-- YOUR ASSIGNMENT --
Please copy each line of the listing that includes the string "filter".

-- INFORMATION SHOWN --

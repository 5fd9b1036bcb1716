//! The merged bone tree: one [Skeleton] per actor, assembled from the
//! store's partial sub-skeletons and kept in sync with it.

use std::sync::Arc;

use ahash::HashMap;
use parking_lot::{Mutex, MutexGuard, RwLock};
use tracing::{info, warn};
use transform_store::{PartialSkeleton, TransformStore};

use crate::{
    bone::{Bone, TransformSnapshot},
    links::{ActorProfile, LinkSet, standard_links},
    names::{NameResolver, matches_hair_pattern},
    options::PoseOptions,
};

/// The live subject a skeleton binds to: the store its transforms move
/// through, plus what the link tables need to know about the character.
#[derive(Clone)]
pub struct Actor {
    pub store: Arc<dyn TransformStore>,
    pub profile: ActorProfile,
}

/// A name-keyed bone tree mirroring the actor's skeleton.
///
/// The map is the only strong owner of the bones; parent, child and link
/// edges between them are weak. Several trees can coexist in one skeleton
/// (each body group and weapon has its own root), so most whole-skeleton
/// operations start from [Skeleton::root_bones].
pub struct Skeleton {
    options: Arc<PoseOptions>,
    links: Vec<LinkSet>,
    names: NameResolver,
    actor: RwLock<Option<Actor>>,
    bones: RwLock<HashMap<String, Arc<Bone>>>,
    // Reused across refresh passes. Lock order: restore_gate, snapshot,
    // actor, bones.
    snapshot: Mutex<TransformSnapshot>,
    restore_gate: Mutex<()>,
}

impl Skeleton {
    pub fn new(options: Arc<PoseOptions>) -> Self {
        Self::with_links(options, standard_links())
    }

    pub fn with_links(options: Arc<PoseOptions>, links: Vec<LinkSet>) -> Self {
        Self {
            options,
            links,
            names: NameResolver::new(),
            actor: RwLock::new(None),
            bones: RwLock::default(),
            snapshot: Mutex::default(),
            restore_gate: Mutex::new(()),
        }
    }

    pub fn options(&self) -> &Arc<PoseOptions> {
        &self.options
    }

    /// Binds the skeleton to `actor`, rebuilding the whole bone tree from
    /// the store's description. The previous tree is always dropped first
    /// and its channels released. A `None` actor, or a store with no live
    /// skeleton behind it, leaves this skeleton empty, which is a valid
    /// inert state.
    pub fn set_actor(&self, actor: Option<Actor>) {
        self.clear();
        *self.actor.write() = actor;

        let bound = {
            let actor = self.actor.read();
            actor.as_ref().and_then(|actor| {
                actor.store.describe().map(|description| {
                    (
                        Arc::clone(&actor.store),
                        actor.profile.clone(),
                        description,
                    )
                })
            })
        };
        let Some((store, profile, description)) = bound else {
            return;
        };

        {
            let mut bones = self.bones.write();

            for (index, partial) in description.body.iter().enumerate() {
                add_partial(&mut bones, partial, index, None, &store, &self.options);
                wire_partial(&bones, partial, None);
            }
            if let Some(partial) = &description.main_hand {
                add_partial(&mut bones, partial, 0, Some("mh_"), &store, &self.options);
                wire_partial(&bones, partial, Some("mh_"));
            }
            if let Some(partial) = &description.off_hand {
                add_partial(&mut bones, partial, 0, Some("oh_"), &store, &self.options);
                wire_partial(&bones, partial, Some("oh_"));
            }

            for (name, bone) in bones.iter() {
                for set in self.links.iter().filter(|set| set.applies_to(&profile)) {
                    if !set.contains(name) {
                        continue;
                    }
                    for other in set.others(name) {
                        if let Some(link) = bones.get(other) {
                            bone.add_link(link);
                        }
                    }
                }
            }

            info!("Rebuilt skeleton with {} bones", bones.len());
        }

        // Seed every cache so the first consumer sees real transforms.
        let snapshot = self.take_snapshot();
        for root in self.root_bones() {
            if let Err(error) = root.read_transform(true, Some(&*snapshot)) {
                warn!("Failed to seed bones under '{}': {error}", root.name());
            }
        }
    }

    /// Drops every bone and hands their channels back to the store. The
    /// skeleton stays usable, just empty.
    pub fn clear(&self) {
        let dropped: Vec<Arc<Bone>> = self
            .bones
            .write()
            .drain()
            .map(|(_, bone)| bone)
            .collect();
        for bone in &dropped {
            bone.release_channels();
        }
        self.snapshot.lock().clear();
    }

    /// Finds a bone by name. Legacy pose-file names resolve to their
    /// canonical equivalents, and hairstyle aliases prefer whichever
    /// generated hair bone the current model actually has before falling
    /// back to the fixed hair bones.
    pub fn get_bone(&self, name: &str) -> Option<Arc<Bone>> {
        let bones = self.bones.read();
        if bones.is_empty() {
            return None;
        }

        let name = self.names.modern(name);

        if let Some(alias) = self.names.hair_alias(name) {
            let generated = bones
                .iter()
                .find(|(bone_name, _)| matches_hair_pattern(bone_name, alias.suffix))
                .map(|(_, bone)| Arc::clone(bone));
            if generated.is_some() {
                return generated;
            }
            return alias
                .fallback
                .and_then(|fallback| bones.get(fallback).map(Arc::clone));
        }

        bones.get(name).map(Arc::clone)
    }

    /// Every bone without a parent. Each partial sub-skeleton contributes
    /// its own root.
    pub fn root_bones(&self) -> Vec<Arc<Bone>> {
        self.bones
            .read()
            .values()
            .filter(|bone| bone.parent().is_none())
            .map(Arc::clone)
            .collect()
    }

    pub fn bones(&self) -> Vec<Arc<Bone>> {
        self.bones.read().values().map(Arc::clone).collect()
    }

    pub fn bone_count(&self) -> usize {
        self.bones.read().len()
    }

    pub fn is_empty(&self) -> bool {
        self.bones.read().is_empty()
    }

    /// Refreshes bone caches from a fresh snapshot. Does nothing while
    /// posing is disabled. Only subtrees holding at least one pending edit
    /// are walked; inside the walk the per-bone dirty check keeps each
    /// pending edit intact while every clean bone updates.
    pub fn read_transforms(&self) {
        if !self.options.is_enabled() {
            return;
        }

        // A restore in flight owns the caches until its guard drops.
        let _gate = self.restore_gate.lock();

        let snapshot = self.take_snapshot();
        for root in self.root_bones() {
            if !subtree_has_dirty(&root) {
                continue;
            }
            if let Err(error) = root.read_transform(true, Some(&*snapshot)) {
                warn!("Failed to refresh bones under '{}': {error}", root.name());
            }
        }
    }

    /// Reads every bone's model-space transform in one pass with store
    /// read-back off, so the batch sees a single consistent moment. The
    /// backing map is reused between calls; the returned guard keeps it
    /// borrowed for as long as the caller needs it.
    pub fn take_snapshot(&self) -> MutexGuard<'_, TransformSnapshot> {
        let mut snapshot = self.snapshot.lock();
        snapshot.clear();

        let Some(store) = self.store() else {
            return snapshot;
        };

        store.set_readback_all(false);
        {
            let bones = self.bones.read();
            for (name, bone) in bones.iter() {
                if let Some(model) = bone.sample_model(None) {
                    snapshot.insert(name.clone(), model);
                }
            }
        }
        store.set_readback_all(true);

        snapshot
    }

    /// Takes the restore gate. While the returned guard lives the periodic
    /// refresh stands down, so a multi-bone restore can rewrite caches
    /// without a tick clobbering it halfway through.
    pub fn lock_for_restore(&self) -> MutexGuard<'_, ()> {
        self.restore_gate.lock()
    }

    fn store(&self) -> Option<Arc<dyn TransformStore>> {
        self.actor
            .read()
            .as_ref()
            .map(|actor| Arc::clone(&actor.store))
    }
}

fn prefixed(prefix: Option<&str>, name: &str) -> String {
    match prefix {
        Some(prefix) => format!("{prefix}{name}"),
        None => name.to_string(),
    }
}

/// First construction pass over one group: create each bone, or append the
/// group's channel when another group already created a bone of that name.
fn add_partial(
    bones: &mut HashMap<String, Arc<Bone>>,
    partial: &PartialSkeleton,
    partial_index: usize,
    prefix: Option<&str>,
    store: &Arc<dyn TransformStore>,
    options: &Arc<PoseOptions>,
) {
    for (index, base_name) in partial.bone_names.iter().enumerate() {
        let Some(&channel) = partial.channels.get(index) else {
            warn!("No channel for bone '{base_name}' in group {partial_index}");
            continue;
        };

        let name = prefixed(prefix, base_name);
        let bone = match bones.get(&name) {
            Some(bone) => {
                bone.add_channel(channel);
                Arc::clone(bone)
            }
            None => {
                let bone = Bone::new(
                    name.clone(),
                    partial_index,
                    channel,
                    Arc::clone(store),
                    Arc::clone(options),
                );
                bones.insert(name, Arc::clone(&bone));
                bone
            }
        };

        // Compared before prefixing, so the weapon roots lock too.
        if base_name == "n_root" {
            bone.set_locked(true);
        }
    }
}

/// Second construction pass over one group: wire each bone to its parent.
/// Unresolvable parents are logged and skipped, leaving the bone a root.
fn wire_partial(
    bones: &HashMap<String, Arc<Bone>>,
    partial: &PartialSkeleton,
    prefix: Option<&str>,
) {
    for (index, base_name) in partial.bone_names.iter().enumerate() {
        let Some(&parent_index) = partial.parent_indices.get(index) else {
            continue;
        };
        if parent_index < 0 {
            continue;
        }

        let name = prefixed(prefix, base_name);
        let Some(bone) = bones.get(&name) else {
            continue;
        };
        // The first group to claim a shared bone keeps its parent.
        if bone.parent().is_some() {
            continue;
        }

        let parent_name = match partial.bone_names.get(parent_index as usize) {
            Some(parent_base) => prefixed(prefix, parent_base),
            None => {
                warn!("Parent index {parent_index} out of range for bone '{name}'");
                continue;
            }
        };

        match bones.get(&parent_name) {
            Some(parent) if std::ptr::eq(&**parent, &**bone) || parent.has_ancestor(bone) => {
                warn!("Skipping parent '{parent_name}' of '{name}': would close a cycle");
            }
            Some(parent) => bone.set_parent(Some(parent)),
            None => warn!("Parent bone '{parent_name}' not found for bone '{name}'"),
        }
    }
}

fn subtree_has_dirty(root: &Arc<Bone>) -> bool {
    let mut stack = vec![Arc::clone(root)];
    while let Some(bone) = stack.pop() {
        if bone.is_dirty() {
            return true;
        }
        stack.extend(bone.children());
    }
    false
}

-- EXPECTED ANSWER --
                for set in self.links.iter().filter(|set| set.applies_to(&profile)) {
            .filter(|bone| bone.parent().is_none())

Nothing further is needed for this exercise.